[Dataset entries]
= = = = = = =

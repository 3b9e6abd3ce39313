use crate::{errors::NativeError, Serializable};

const CRLF: &[u8] = b"\r\n";

/// A single value of the key-value store wire protocol (RESP2).
#[derive(Debug, Clone, PartialEq)]
pub enum Frame {
    /// `+OK\r\n`
    Simple(String),
    /// `-ERR message\r\n`
    Error(String),
    /// `:42\r\n`
    Integer(i64),
    /// `$5\r\nhello\r\n`, or `$-1\r\n` for a missing value.
    Bulk(Option<Vec<u8>>),
    /// `*2\r\n...`, or `*-1\r\n` for a missing array.
    Array(Option<Vec<Frame>>),
}

impl Frame {
    /// Builds a bulk string frame from any byte-like value.
    pub fn bulk(value: impl AsRef<[u8]>) -> Self {
        Frame::Bulk(Some(value.as_ref().to_vec()))
    }

    /// Returns the textual content of a simple or bulk string frame.
    pub fn as_text(&self) -> Option<String> {
        match self {
            Frame::Simple(text) => Some(text.clone()),
            Frame::Bulk(Some(bytes)) => String::from_utf8(bytes.clone()).ok(),
            _ => None,
        }
    }

    /// Parses the first complete frame found in `bytes`.
    ///
    /// Returns `Ok(None)` when more bytes are needed, otherwise the frame and
    /// the number of bytes it used.
    pub fn parse(bytes: &[u8]) -> Result<Option<(Frame, usize)>, NativeError> {
        parse_at(bytes, 0)
    }

    fn write_to(&self, out: &mut Vec<u8>) -> Result<(), NativeError> {
        match self {
            Frame::Simple(text) => write_line(out, b'+', text)?,
            Frame::Error(text) => write_line(out, b'-', text)?,
            Frame::Integer(value) => {
                out.push(b':');
                out.extend_from_slice(value.to_string().as_bytes());
                out.extend_from_slice(CRLF);
            }
            Frame::Bulk(None) => out.extend_from_slice(b"$-1\r\n"),
            Frame::Bulk(Some(bytes)) => {
                out.push(b'$');
                out.extend_from_slice(bytes.len().to_string().as_bytes());
                out.extend_from_slice(CRLF);
                out.extend_from_slice(bytes);
                out.extend_from_slice(CRLF);
            }
            Frame::Array(None) => out.extend_from_slice(b"*-1\r\n"),
            Frame::Array(Some(items)) => {
                out.push(b'*');
                out.extend_from_slice(items.len().to_string().as_bytes());
                out.extend_from_slice(CRLF);
                for item in items {
                    item.write_to(out)?;
                }
            }
        }
        Ok(())
    }
}

impl Serializable for Frame {
    fn to_bytes(&self) -> Result<Vec<u8>, NativeError> {
        let mut bytes = Vec::new();
        self.write_to(&mut bytes)?;
        Ok(bytes)
    }

    fn from_bytes(bytes: &[u8]) -> Result<Self, NativeError> {
        match Frame::parse(bytes)? {
            Some((frame, used)) if used == bytes.len() => Ok(frame),
            Some(_) => Err(NativeError::TrailingBytes),
            None => Err(NativeError::NotEnoughBytes),
        }
    }
}

fn write_line(out: &mut Vec<u8>, marker: u8, text: &str) -> Result<(), NativeError> {
    if text.contains('\r') || text.contains('\n') {
        return Err(NativeError::SerializationError(format!(
            "line frame contains a line break: {:?}",
            text
        )));
    }
    out.push(marker);
    out.extend_from_slice(text.as_bytes());
    out.extend_from_slice(CRLF);
    Ok(())
}

/// Finds the CRLF-terminated line starting at `start`.
fn read_line(bytes: &[u8], start: usize) -> Option<(&[u8], usize)> {
    let rest = bytes.get(start..)?;
    rest.windows(2)
        .position(|window| window == CRLF)
        .map(|end| (&rest[..end], start + end + 2))
}

fn line_text(line: &[u8]) -> Result<String, NativeError> {
    String::from_utf8(line.to_vec()).map_err(|_| NativeError::InvalidUtf8)
}

fn line_integer(line: &[u8]) -> Result<i64, NativeError> {
    let text = line_text(line)?;
    text.parse::<i64>()
        .map_err(|_| NativeError::InvalidInteger(text))
}

fn line_length(line: &[u8]) -> Result<Option<usize>, NativeError> {
    match line_integer(line)? {
        -1 => Ok(None),
        length => usize::try_from(length)
            .map(Some)
            .map_err(|_| NativeError::InvalidLength(length.to_string())),
    }
}

fn parse_at(bytes: &[u8], pos: usize) -> Result<Option<(Frame, usize)>, NativeError> {
    let Some(&marker) = bytes.get(pos) else {
        return Ok(None);
    };
    let Some((line, next)) = read_line(bytes, pos + 1) else {
        return Ok(None);
    };

    match marker {
        b'+' => Ok(Some((Frame::Simple(line_text(line)?), next))),
        b'-' => Ok(Some((Frame::Error(line_text(line)?), next))),
        b':' => Ok(Some((Frame::Integer(line_integer(line)?), next))),
        b'$' => {
            let Some(length) = line_length(line)? else {
                return Ok(Some((Frame::Bulk(None), next)));
            };
            let end = next + length;
            if bytes.len() < end + CRLF.len() {
                return Ok(None);
            }
            if &bytes[end..end + CRLF.len()] != CRLF {
                return Err(NativeError::MissingTerminator);
            }
            Ok(Some((
                Frame::Bulk(Some(bytes[next..end].to_vec())),
                end + CRLF.len(),
            )))
        }
        b'*' => {
            let Some(count) = line_length(line)? else {
                return Ok(Some((Frame::Array(None), next)));
            };
            let mut items = Vec::new();
            let mut cursor = next;
            for _ in 0..count {
                match parse_at(bytes, cursor)? {
                    Some((item, after)) => {
                        items.push(item);
                        cursor = after;
                    }
                    None => return Ok(None),
                }
            }
            Ok(Some((Frame::Array(Some(items)), cursor)))
        }
        other => Err(NativeError::InvalidType(other)),
    }
}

= = = = = = =

◆ TASK TO COMPLETE:
Each record above should be returned exactly as it appears.

◆ ANSWER TO THIS EXERCISE:
repository 3b9e6abd3ce39313
use crate::{errors::NativeError, Serializable};

const CRLF: &[u8] = b"\r\n";

/// A single value of the key-value store wire protocol (RESP2).
#[derive(Debug, Clone, PartialEq)]
pub enum Frame {
    /// `+OK\r\n`
    Simple(String),
    /// `-ERR message\r\n`
    Error(String),
    /// `:42\r\n`
    Integer(i64),
    /// `$5\r\nhello\r\n`, or `$-1\r\n` for a missing value.
    Bulk(Option<Vec<u8>>),
    /// `*2\r\n...`, or `*-1\r\n` for a missing array.
    Array(Option<Vec<Frame>>),
}

impl Frame {
    /// Builds a bulk string frame from any byte-like value.
    pub fn bulk(value: impl AsRef<[u8]>) -> Self {
        Frame::Bulk(Some(value.as_ref().to_vec()))
    }

    /// Returns the textual content of a simple or bulk string frame.
    pub fn as_text(&self) -> Option<String> {
        match self {
            Frame::Simple(text) => Some(text.clone()),
            Frame::Bulk(Some(bytes)) => String::from_utf8(bytes.clone()).ok(),
            _ => None,
        }
    }

    /// Parses the first complete frame found in `bytes`.
    ///
    /// Returns `Ok(None)` when more bytes are needed, otherwise the frame and
    /// the number of bytes it used.
    pub fn parse(bytes: &[u8]) -> Result<Option<(Frame, usize)>, NativeError> {
        parse_at(bytes, 0)
    }

    fn write_to(&self, out: &mut Vec<u8>) -> Result<(), NativeError> {
        match self {
            Frame::Simple(text) => write_line(out, b'+', text)?,
            Frame::Error(text) => write_line(out, b'-', text)?,
            Frame::Integer(value) => {
                out.push(b':');
                out.extend_from_slice(value.to_string().as_bytes());
                out.extend_from_slice(CRLF);
            }
            Frame::Bulk(None) => out.extend_from_slice(b"$-1\r\n"),
            Frame::Bulk(Some(bytes)) => {
                out.push(b'$');
                out.extend_from_slice(bytes.len().to_string().as_bytes());
                out.extend_from_slice(CRLF);
                out.extend_from_slice(bytes);
                out.extend_from_slice(CRLF);
            }
            Frame::Array(None) => out.extend_from_slice(b"*-1\r\n"),
            Frame::Array(Some(items)) => {
                out.push(b'*');
                out.extend_from_slice(items.len().to_string().as_bytes());
                out.extend_from_slice(CRLF);
                for item in items {
                    item.write_to(out)?;
                }
            }
        }
        Ok(())
    }
}

impl Serializable for Frame {
    fn to_bytes(&self) -> Result<Vec<u8>, NativeError> {
        let mut bytes = Vec::new();
        self.write_to(&mut bytes)?;
        Ok(bytes)
    }

    fn from_bytes(bytes: &[u8]) -> Result<Self, NativeError> {
        match Frame::parse(bytes)? {
            Some((frame, used)) if used == bytes.len() => Ok(frame),
            Some(_) => Err(NativeError::TrailingBytes),
            None => Err(NativeError::NotEnoughBytes),
        }
    }
}

fn write_line(out: &mut Vec<u8>, marker: u8, text: &str) -> Result<(), NativeError> {
    if text.contains('\r') || text.contains('\n') {
        return Err(NativeError::SerializationError(format!(
            "line frame contains a line break: {:?}",
            text
        )));
    }
    out.push(marker);
    out.extend_from_slice(text.as_bytes());
    out.extend_from_slice(CRLF);
    Ok(())
}

/// Finds the CRLF-terminated line starting at `start`.
fn read_line(bytes: &[u8], start: usize) -> Option<(&[u8], usize)> {
    let rest = bytes.get(start..)?;
    rest.windows(2)
        .position(|window| window == CRLF)
        .map(|end| (&rest[..end], start + end + 2))
}

fn line_text(line: &[u8]) -> Result<String, NativeError> {
    String::from_utf8(line.to_vec()).map_err(|_| NativeError::InvalidUtf8)
}

fn line_integer(line: &[u8]) -> Result<i64, NativeError> {
    let text = line_text(line)?;
    text.parse::<i64>()
        .map_err(|_| NativeError::InvalidInteger(text))
}

fn line_length(line: &[u8]) -> Result<Option<usize>, NativeError> {
    match line_integer(line)? {
        -1 => Ok(None),
        length => usize::try_from(length)
            .map(Some)
            .map_err(|_| NativeError::InvalidLength(length.to_string())),
    }
}

fn parse_at(bytes: &[u8], pos: usize) -> Result<Option<(Frame, usize)>, NativeError> {
    let Some(&marker) = bytes.get(pos) else {
        return Ok(None);
    };
    let Some((line, next)) = read_line(bytes, pos + 1) else {
        return Ok(None);
    };

    match marker {
        b'+' => Ok(Some((Frame::Simple(line_text(line)?), next))),
        b'-' => Ok(Some((Frame::Error(line_text(line)?), next))),
        b':' => Ok(Some((Frame::Integer(line_integer(line)?), next))),
        b'$' => {
            let Some(length) = line_length(line)? else {
                return Ok(Some((Frame::Bulk(None), next)));
            };
            let end = next + length;
            if bytes.len() < end + CRLF.len() {
                return Ok(None);
            }
            if &bytes[end..end + CRLF.len()] != CRLF {
                return Err(NativeError::MissingTerminator);
            }
            Ok(Some((
                Frame::Bulk(Some(bytes[next..end].to_vec())),
                end + CRLF.len(),
            )))
        }
        b'*' => {
            let Some(count) = line_length(line)? else {
                return Ok(Some((Frame::Array(None), next)));
            };
            let mut items = Vec::new();
            let mut cursor = next;
            for _ in 0..count {
                match parse_at(bytes, cursor)? {
                    Some((item, after)) => {
                        items.push(item);
                        cursor = after;
                    }
                    None => return Ok(None),
                }
            }
            Ok(Some((Frame::Array(Some(items)), cursor)))
        }
        other => Err(NativeError::InvalidType(other)),
    }
}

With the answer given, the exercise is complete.